組み立てるストランド固有の RNA-seq ライブラリがあります (イルミナ)。トップハット/カフスボタンを使いたいです。TopHat のマニュアルには、次のように書かれています。
「--library-type TopHat はリードをストランド固有として扱います。すべてのリード アラインメントには XS 属性タグがあります。正しい RNA-seq プロトコルを選択するには、以下のライブラリ タイプ オプションを指定することを検討してください。」
TopHat はストランド固有のプロトコルのみをサポートするということですか? オプション「--library-type fr-unstranded」を使用して実行していますが、それはストランド固有の方法で実行されるということですか? ググって開発者に聞いてみましたが、答えがありませんでした...
私はいくつかの結果を得ました:
ここで、コンティグは 2 つのグループの読み取りによって組み立てられます。左側はリバース リードで、右側はフォワード リードです。(視覚化のために、私は右のメイトを逆補しています)

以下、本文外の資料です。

//! Canonical file paths for flux on Linux.
//!
//! Raw input devices usually require root, so the daemon runs elevated while
//! the settings belong to the person sitting at the keyboard.  The home
//! directory is therefore resolved for the interactive user, trying in order:
//!   1. the first user listed by `who` (the active login session)
//!   2. `$SUDO_USER`, then `$USER`
//!   3. the effective uid's passwd entry
//!   4. the process's own home directory
//!
//! Files:
//!   - `<home>/.config/flux/settings.json`  Written by the settings UI, read by the daemon.
//!   - `<tmp>/flux/status.json`             Written by the daemon.
use anyhow::{Context, Result};
use std::path::{Path, PathBuf};
use std::process::Command;
use tracing::debug;

const APP_DIR_NAME: &str = "flux";
pub const SETTINGS_FILE_NAME: &str = "settings.json";
pub const STATUS_FILE_NAME: &str = "status.json";

/// Returns the home directory of the interactive user.
pub fn resolve_home() -> Result<PathBuf> {
    let users = [session_user(), env_user("SUDO_USER"), env_user("USER")];
    for user in users.into_iter().flatten() {
        match home_for_user(&user) {
            Some(home) => {
                debug!(%user, home = %home.display(), "resolved home directory");
                return Ok(home);
            }
            None => debug!(%user, "no passwd entry"),
        }
    }

    if let Some(home) = effective_user_home() {
        return Ok(home);
    }

    directories::BaseDirs::new()
        .map(|dirs| dirs.home_dir().to_path_buf())
        .context("Failed to determine a home directory")
}

/// Returns the settings file path: `<home>/.config/flux/settings.json`
pub fn settings_file_path(home: &Path) -> PathBuf {
    home.join(".config").join(APP_DIR_NAME).join(SETTINGS_FILE_NAME)
}

/// Returns the default status file path: `<tmp>/flux/status.json`
pub fn default_status_path() -> PathBuf {
    std::env::temp_dir().join(APP_DIR_NAME).join(STATUS_FILE_NAME)
}

/// Expands a leading `~` or `~/` against `home`; other paths pass through.
pub fn expand_home(raw: &str, home: &Path) -> PathBuf {
    if raw == "~" {
        home.to_path_buf()
    } else if let Some(rest) = raw.strip_prefix("~/") {
        home.join(rest)
    } else {
        PathBuf::from(raw)
    }
}

// ── User discovery ────────────────────────────────────────────────────────────

fn session_user() -> Option<String> {
    let output = Command::new("who").output().ok()?;
    if !output.status.success() {
        return None;
    }
    first_session_user(&String::from_utf8_lossy(&output.stdout))
}

/// Login name on the first line of `who` output.
fn first_session_user(who_output: &str) -> Option<String> {
    who_output
        .lines()
        .next()?
        .split_whitespace()
        .next()
        .map(str::to_string)
}

fn env_user(var: &str) -> Option<String> {
    std::env::var(var).ok().filter(|u| !u.is_empty())
}

#[cfg(unix)]
fn home_for_user(name: &str) -> Option<PathBuf> {
    let name = std::ffi::CString::new(name).ok()?;
    passwd_home(|pwd, buf, result| unsafe {
        libc::getpwnam_r(name.as_ptr(), pwd, buf.as_mut_ptr(), buf.len(), result)
    })
}

#[cfg(unix)]
fn effective_user_home() -> Option<PathBuf> {
    let uid = unsafe { libc::geteuid() };
    passwd_home(|pwd, buf, result| unsafe {
        libc::getpwuid_r(uid, pwd, buf.as_mut_ptr(), buf.len(), result)
    })
}

/// Runs a reentrant passwd lookup and extracts `pw_dir`.
#[cfg(unix)]
fn passwd_home<F>(lookup: F) -> Option<PathBuf>
where
    F: FnOnce(&mut libc::passwd, &mut [libc::c_char], &mut *mut libc::passwd) -> libc::c_int,
{
    use std::ffi::{CStr, OsStr};
    use std::os::unix::ffi::OsStrExt;

    let mut buf = vec![0 as libc::c_char; 16 * 1024];
    let mut pwd: libc::passwd = unsafe { std::mem::zeroed() };
    let mut result: *mut libc::passwd = std::ptr::null_mut();

    let rc = lookup(&mut pwd, buf.as_mut_slice(), &mut result);
    if rc != 0 || result.is_null() || pwd.pw_dir.is_null() {
        return None;
    }
    let dir = unsafe { CStr::from_ptr(pwd.pw_dir) };
    if dir.to_bytes().is_empty() {
        return None;
    }
    Some(PathBuf::from(OsStr::from_bytes(dir.to_bytes())))
}

#[cfg(not(unix))]
fn home_for_user(_name: &str) -> Option<PathBuf> {
    None
}

#[cfg(not(unix))]
fn effective_user_home() -> Option<PathBuf> {
    None
}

しかし、一部のコンティグは、純粋に逆方向または順方向の読み取りから組み立てられます。鎖特異的である場合、1 つの遺伝子が同じ方向に読み取りを生成する必要があります。上の画像のような結果を報告するべきではありませんよね?それとも、1 つの遺伝子が断片化されてから独立して配列決定される可能性があるため、たまたま左側の部分がリバース リードを生成し、右側の部分がフォワード リードを生成する可能性はありますか? 私の理解では、鎖の特異性は 3'/5' ライゲーションによって保たれているので、遺伝子単位であるはずです。
ここで何が問題なのですか?または、「ストランド固有」の概念を間違って理解しましたか? どんな助けでも大歓迎です。